## WHAT TO PRODUCE
Return exactly the listing's lines, from its first line to the line holding "profile is available", ends included.

## SUPPLIED INFORMATION

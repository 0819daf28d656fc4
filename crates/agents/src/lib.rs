//! Agents for learning-path generation.
//!
//! This crate provides:
//! - the `Agent` trait, a uniform `process(input) -> output` capability
//! - `ProfileAnalyzerAgent`: raw profile data to summary + skills
//! - `ContentScoutAgent`: keywords to candidate videos
//! - `CurriculumDesignerAgent`: candidate videos to an ordered learning path
//! - `TranslationAgent`: text to translated text, never losing the original
//!
//! ## Architecture
//! Agents never return `Err`. Each output type carries an optional `error`
//! alongside default data, exposed through `AgentOutput::error`. Callers decide
//! which errors matter.
//!
//! ## Example Usage
//! ```ignore
//! use agents::{Agent, ContentScoutAgent, ScoutRequest};
//!
//! let scout = ContentScoutAgent::new(Arc::new(youtube_client));
//! let output = scout.process(ScoutRequest::new(keywords).with_max_results(10)).await;
//! if let Some(err) = output.error() {
//!     tracing::warn!("scouting degraded: {}", err);
//! }
//! ```

pub mod content_scout;
pub mod curriculum_designer;
pub mod profile_analyzer;
pub mod traits;
pub mod translation;

// Re-export main types
pub use content_scout::{ContentScoutAgent, ScoutOutput, ScoutRequest};
pub use curriculum_designer::{CurriculumDesignerAgent, DesignOutput, DesignRequest};
pub use profile_analyzer::{NO_PROFILE_SUMMARY, ProfileAnalyzerAgent, ProfileOutput};
pub use traits::{Agent, AgentOutput};
pub use translation::{TranslateOutput, TranslationAgent};
//! Profile analyzer agent: summary and skills from raw profile data.

use std::fmt;
use std::sync::Arc;

use async_trait::async_trait;
use tracing::{info, warn};

use clients::ProfileAnalyzer;
use domain::ProfileData;

use crate::traits::{Agent, AgentOutput};

/// Summary used whenever no usable profile is available
pub const NO_PROFILE_SUMMARY: &str = "No LinkedIn profile provided.";

#[derive(Debug, Clone, PartialEq, Eq)]
pub struct ProfileOutput {
    pub summary: String,
    pub skills: Vec<String>,
    pub error: Option<String>,
}

impl Default for ProfileOutput {
    fn default() -> Self {
        Self {
            summary: NO_PROFILE_SUMMARY.to_string(),
            skills: Vec::new(),
            error: None,
        }
    }
}

impl AgentOutput for ProfileOutput {
    fn error(&self) -> Option<&str> {
        self.error.as_deref()
    }
}

pub struct ProfileAnalyzerAgent {
    analyzer: Arc<dyn ProfileAnalyzer>,
}

impl ProfileAnalyzerAgent {
    pub fn new(analyzer: Arc<dyn ProfileAnalyzer>) -> Self {
        Self { analyzer }
    }
}

impl fmt::Debug for ProfileAnalyzerAgent {
    fn fmt(&self, f: &mut fmt::Formatter<'_>) -> fmt::Result {
        write!(f, "ProfileAnalyzerAgent(name={})", self.name())
    }
}

#[async_trait]
impl Agent for ProfileAnalyzerAgent {
    type Input = ProfileData;
    type Output = ProfileOutput;

    fn name(&self) -> &str {
        "ProfileAnalyzer"
    }

    async fn process(&self, input: ProfileData) -> ProfileOutput {
        match self.analyzer.analyze_profile(&input).await {
            Ok(analysis) => {
                info!(agent = self.name(), skills = analysis.skills.len(), "Profile analyzed");
                let summary = if analysis.summary.trim().is_empty() {
                    NO_PROFILE_SUMMARY.to_string()
                } else {
                    analysis.summary
                };
                ProfileOutput {
                    summary,
                    skills: analysis.skills,
                    error: None,
                }
            }
            Err(e) => {
                warn!(agent = self.name(), error = %e, "Profile analysis failed");
                ProfileOutput {
                    error: Some(e.to_string()),
                    ..Default::default()
                }
            }
        }
    }
}

#[cfg(test)]
mod tests {
    use super::*;
    use clients::LinkedInProfileAnalyzer;
    use serde_json::{Value, json};

    fn profile(value: Value) -> ProfileData {
        value.as_object().cloned().expect("object")
    }

    #[tokio::test]
    async fn test_skills_without_summary_get_sentinel() {
        let agent = ProfileAnalyzerAgent::new(Arc::new(LinkedInProfileAnalyzer::new()));

        let output = agent.process(profile(json!({"skills": ["Sourcing"]}))).await;

        assert!(output.is_ok());
        assert_eq!(output.summary, NO_PROFILE_SUMMARY);
        assert_eq!(output.skills, vec!["Sourcing".to_string()]);
    }

    #[tokio::test]
    async fn test_fault_yields_defaults_and_error() {
        let agent = ProfileAnalyzerAgent::new(Arc::new(LinkedInProfileAnalyzer::new()));

        let output = agent.process(profile(json!({"skills": 12}))).await;

        assert_eq!(output.summary, NO_PROFILE_SUMMARY);
        assert!(output.skills.is_empty());
        assert!(output.error.unwrap().starts_with("Malformed profile data"));
    }
}
//! Intent classification and request orchestration for intentflow.
//!
//! This crate provides:
//!
//! - **Intent classification**: a gated yes/no verdict on whether text
//!   describes an automatable workflow, via [`classifier::Classifier`].
//! - **Orchestration**: classify, then decompose on a positive verdict, via
//!   [`pipeline::Pipeline`].
//! - **Envelopes**: the uniform success/error wrapper every result leaves in,
//!   [`envelope::ResponseEnvelope`].
//! - **Request validation**: [`request::validate_description`].

pub mod classifier;
pub mod envelope;
pub mod error;
pub mod pipeline;
pub mod request;

pub use classifier::{Classifier, IntentVerdict};
pub use envelope::ResponseEnvelope;
pub use error::{IntentError, Result};
pub use pipeline::{GenerateResult, Pipeline};
pub use request::{WorkflowRequest, validate_description};
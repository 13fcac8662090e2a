//! String scanning for replies that do not parse as JSON.
//!
//! A truncated or otherwise broken reply often still contains intact
//! `"key": value` pairs.  These helpers locate a key by its quoted name and
//! read the value that follows, without building a tree.  They never fail:
//! a miss yields the sentinel text from [`sentinel`] or the caller's default.

use std::str::Chars;

/// Placeholder text used for a string field that could not be read.
pub fn sentinel(key: &str) -> String {
    format!("未能解析{key}")
}

/// Position just past `"key"` followed by optional whitespace and a colon,
/// for each occurrence in `body`.
fn value_starts<'a>(body: &'a str, key: &str) -> impl Iterator<Item = usize> + 'a {
    let needle = format!("\"{key}\"");
    let mut from = 0;
    std::iter::from_fn(move || {
        while let Some(pos) = body[from..].find(&needle) {
            let after = from + pos + needle.len();
            from = after;
            let rest = &body[after..];
            let trimmed = rest.trim_start();
            if let Some(value) = trimmed.strip_prefix(':') {
                let value = value.trim_start();
                return Some(body.len() - value.len());
            }
        }
        None
    })
}

/// Read a quoted string value starting at `start`, decoding JSON escapes.
///
/// A malformed `\u` escape is kept verbatim.
fn read_quoted(body: &str, start: usize) -> Option<String> {
    let mut chars = body[start..].strip_prefix('"')?.chars();
    let mut out = String::new();
    while let Some(c) = chars.next() {
        match c {
            '"' => return Some(out),
            '\\' => match chars.next()? {
                'n' => out.push('\n'),
                't' => out.push('\t'),
                'r' => out.push('\r'),
                'b' => out.push('\u{8}'),
                'f' => out.push('\u{c}'),
                'u' => {
                    let mut lookahead = chars.clone();
                    match unicode_escape(&mut lookahead) {
                        Some(decoded) => {
                            out.push(decoded);
                            chars = lookahead;
                        }
                        None => out.push_str("\\u"),
                    }
                }
                other => out.push(other),
            },
            other => out.push(other),
        }
    }
    None
}

/// Decode the hex part of a `\uXXXX` escape, joining a surrogate pair.
fn unicode_escape(chars: &mut Chars<'_>) -> Option<char> {
    let high = hex4(chars)?;
    if !(0xD800..0xDC00).contains(&high) {
        return char::from_u32(high);
    }
    if chars.next()? != '\\' || chars.next()? != 'u' {
        return None;
    }
    let low = hex4(chars)?;
    if !(0xDC00..0xE000).contains(&low) {
        return None;
    }
    char::from_u32(0x10000 + ((high - 0xD800) << 10) + (low - 0xDC00))
}

fn hex4(chars: &mut Chars<'_>) -> Option<u32> {
    let mut value = 0;
    for _ in 0..4 {
        value = value * 16 + chars.next()?.to_digit(16)?;
    }
    Some(value)
}

/// Scan for a string value under `key`.  Returns the [`sentinel`] on a miss.
pub fn scan_string(body: &str, key: &str) -> String {
    value_starts(body, key)
        .find_map(|start| read_quoted(body, start))
        .unwrap_or_else(|| sentinel(key))
}

/// Scan for an integer value under `key`, reading up to the next `,` or `}`.
/// Returns `default` on a miss or when the text is not an integer.
pub fn scan_int(body: &str, key: &str, default: i64) -> i64 {
    value_starts(body, key)
        .next()
        .and_then(|start| {
            let rest = &body[start..];
            let end = rest.find([',', '}']).unwrap_or(rest.len());
            rest[..end].trim().parse().ok()
        })
        .unwrap_or(default)
}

## RESPONSE TO THIS EXERCISE
repository 0819daf28d656fc4
filename crates/agents/src/lib.rs
//! Agents for learning-path generation.
//!
//! This crate provides:
//! - the `Agent` trait, a uniform `process(input) -> output` capability
//! - `ProfileAnalyzerAgent`: raw profile data to summary + skills
//! - `ContentScoutAgent`: keywords to candidate videos
//! - `CurriculumDesignerAgent`: candidate videos to an ordered learning path
//! - `TranslationAgent`: text to translated text, never losing the original
//!
//! ## Architecture
//! Agents never return `Err`. Each output type carries an optional `error`
//! alongside default data, exposed through `AgentOutput::error`. Callers decide
//! which errors matter.
//!
//! ## Example Usage
//! ```ignore
//! use agents::{Agent, ContentScoutAgent, ScoutRequest};
//!
//! let scout = ContentScoutAgent::new(Arc::new(youtube_client));
//! let output = scout.process(ScoutRequest::new(keywords).with_max_results(10)).await;
//! if let Some(err) = output.error() {
//!     tracing::warn!("scouting degraded: {}", err);
//! }
//! ```

pub mod content_scout;
pub mod curriculum_designer;
pub mod profile_analyzer;
pub mod traits;
pub mod translation;

// Re-export main types
pub use content_scout::{ContentScoutAgent, ScoutOutput, ScoutRequest};
pub use curriculum_designer::{CurriculumDesignerAgent, DesignOutput, DesignRequest};
pub use profile_analyzer::{NO_PROFILE_SUMMARY, ProfileAnalyzerAgent, ProfileOutput};
pub use traits::{Agent, AgentOutput};
pub use translation::{TranslateOutput, TranslationAgent};
//! Profile analyzer agent: summary and skills from raw profile data.

use std::fmt;
use std::sync::Arc;

use async_trait::async_trait;
use tracing::{info, warn};

use clients::ProfileAnalyzer;
use domain::ProfileData;

use crate::traits::{Agent, AgentOutput};

/// Summary used whenever no usable profile is available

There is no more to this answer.